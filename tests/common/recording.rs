//! Test doubles: a plugin that logs what it sees, and an undo stack the
//! test can inspect while the editor owns it.

use std::cell::RefCell;
use std::rc::Rc;

use contentmodel_rust::{
    EditorCore, EditorPlugin, Error, PluginEvent, Result, Snapshot, Snapshots,
    UndoSnapshotsService,
};

pub type EventLog = Rc<RefCell<Vec<String>>>;

/// Appends `"<name>:<event>"` for every event it receives.
pub struct RecordingPlugin {
    name: &'static str,
    log: EventLog,
    claim_key_down: bool,
    fail_dispose: bool,
}

impl RecordingPlugin {
    pub fn new(name: &'static str, log: &EventLog) -> Self {
        Self {
            name,
            log: Rc::clone(log),
            claim_key_down: false,
            fail_dispose: false,
        }
    }

    /// Claim every `KeyDown` exclusively.
    pub fn claiming_key_down(mut self) -> Self {
        self.claim_key_down = true;
        self
    }

    pub fn failing_dispose(mut self) -> Self {
        self.fail_dispose = true;
        self
    }
}

impl EditorPlugin for RecordingPlugin {
    fn name(&self) -> &'static str {
        self.name
    }

    fn dispose(&mut self, _core: &mut EditorCore) -> Result<()> {
        self.log.borrow_mut().push(format!("{}:dispose", self.name));
        if self.fail_dispose {
            return Err(Error::plugin(self.name, "dispose failed"));
        }
        Ok(())
    }

    fn will_handle_event_exclusively(&mut self, _core: &EditorCore, event: &PluginEvent) -> bool {
        self.claim_key_down && matches!(event, PluginEvent::KeyDown { .. })
    }

    fn on_plugin_event(&mut self, _core: &mut EditorCore, event: &mut PluginEvent) -> Result<()> {
        self.log
            .borrow_mut()
            .push(format!("{}:{}", self.name, event.name()));
        Ok(())
    }
}

/// Entries of `log` that start with `prefix`.
pub fn entries(log: &EventLog, prefix: &str) -> Vec<String> {
    log.borrow()
        .iter()
        .filter(|entry| entry.starts_with(prefix))
        .cloned()
        .collect()
}

/// In-memory stack shared between the editor and the test.
#[derive(Clone, Default)]
pub struct SharedSnapshots(pub Rc<RefCell<Snapshots>>);

impl SharedSnapshots {
    pub fn len(&self) -> usize {
        self.0.borrow().len()
    }

    pub fn htmls(&self) -> Vec<String> {
        self.0
            .borrow()
            .snapshots()
            .iter()
            .map(|snapshot| snapshot.html.clone())
            .collect()
    }
}

impl UndoSnapshotsService for SharedSnapshots {
    fn can_move(&self, step: isize) -> bool {
        self.0.borrow().can_move(step)
    }

    fn move_by(&mut self, step: isize) -> Option<Snapshot> {
        self.0.borrow_mut().move_by(step)
    }

    fn add_snapshot(&mut self, snapshot: Snapshot, is_auto_complete_snapshot: bool) {
        self.0
            .borrow_mut()
            .add_snapshot(snapshot, is_auto_complete_snapshot);
    }

    fn clear_redo(&mut self) {
        self.0.borrow_mut().clear_redo();
    }

    fn can_undo_auto_complete(&self) -> bool {
        self.0.borrow().can_undo_auto_complete()
    }
}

TRY IT: All of the material must appear again, exactly as given.

SOLUTION FOR THIS PROBLEM:
filename tests/common/recording.rs
//! Test doubles: a plugin that logs what it sees, and an undo stack the
//! test can inspect while the editor owns it.

use std::cell::RefCell;
use std::rc::Rc;

use contentmodel_rust::{
    EditorCore, EditorPlugin, Error, PluginEvent, Result, Snapshot, Snapshots,
    UndoSnapshotsService,
};

pub type EventLog = Rc<RefCell<Vec<String>>>;

/// Appends `"<name>:<event>"` for every event it receives.
pub struct RecordingPlugin {
    name: &'static str,
    log: EventLog,
    claim_key_down: bool,
    fail_dispose: bool,
}

impl RecordingPlugin {
    pub fn new(name: &'static str, log: &EventLog) -> Self {
        Self {
            name,
            log: Rc::clone(log),
            claim_key_down: false,
            fail_dispose: false,
        }
    }

    /// Claim every `KeyDown` exclusively.
    pub fn claiming_key_down(mut self) -> Self {
        self.claim_key_down = true;
        self
    }

    pub fn failing_dispose(mut self) -> Self {
        self.fail_dispose = true;
        self
    }
}

impl EditorPlugin for RecordingPlugin {
    fn name(&self) -> &'static str {
        self.name
    }

    fn dispose(&mut self, _core: &mut EditorCore) -> Result<()> {
        self.log.borrow_mut().push(format!("{}:dispose", self.name));
        if self.fail_dispose {
            return Err(Error::plugin(self.name, "dispose failed"));
        }
        Ok(())
    }

    fn will_handle_event_exclusively(&mut self, _core: &EditorCore, event: &PluginEvent) -> bool {
        self.claim_key_down && matches!(event, PluginEvent::KeyDown { .. })
    }

    fn on_plugin_event(&mut self, _core: &mut EditorCore, event: &mut PluginEvent) -> Result<()> {
        self.log
            .borrow_mut()
            .push(format!("{}:{}", self.name, event.name()));
        Ok(())
    }
}

/// Entries of `log` that start with `prefix`.
pub fn entries(log: &EventLog, prefix: &str) -> Vec<String> {
    log.borrow()
        .iter()
        .filter(|entry| entry.starts_with(prefix))
        .cloned()
        .collect()
}

/// In-memory stack shared between the editor and the test.
#[derive(Clone, Default)]
pub struct SharedSnapshots(pub Rc<RefCell<Snapshots>>);

impl SharedSnapshots {
    pub fn len(&self) -> usize {
        self.0.borrow().len()
    }

    pub fn htmls(&self) -> Vec<String> {
        self.0
            .borrow()
            .snapshots()
            .iter()
            .map(|snapshot| snapshot.html.clone())
            .collect()
    }
}

impl UndoSnapshotsService for SharedSnapshots {
    fn can_move(&self, step: isize) -> bool {
        self.0.borrow().can_move(step)
    }

    fn move_by(&mut self, step: isize) -> Option<Snapshot> {
        self.0.borrow_mut().move_by(step)
    }

    fn add_snapshot(&mut self, snapshot: Snapshot, is_auto_complete_snapshot: bool) {
        self.0
            .borrow_mut()
            .add_snapshot(snapshot, is_auto_complete_snapshot);
    }

    fn clear_redo(&mut self) {
        self.0.borrow_mut().clear_redo();
    }

    fn can_undo_auto_complete(&self) -> bool {
        self.0.borrow().can_undo_auto_complete()
    }
}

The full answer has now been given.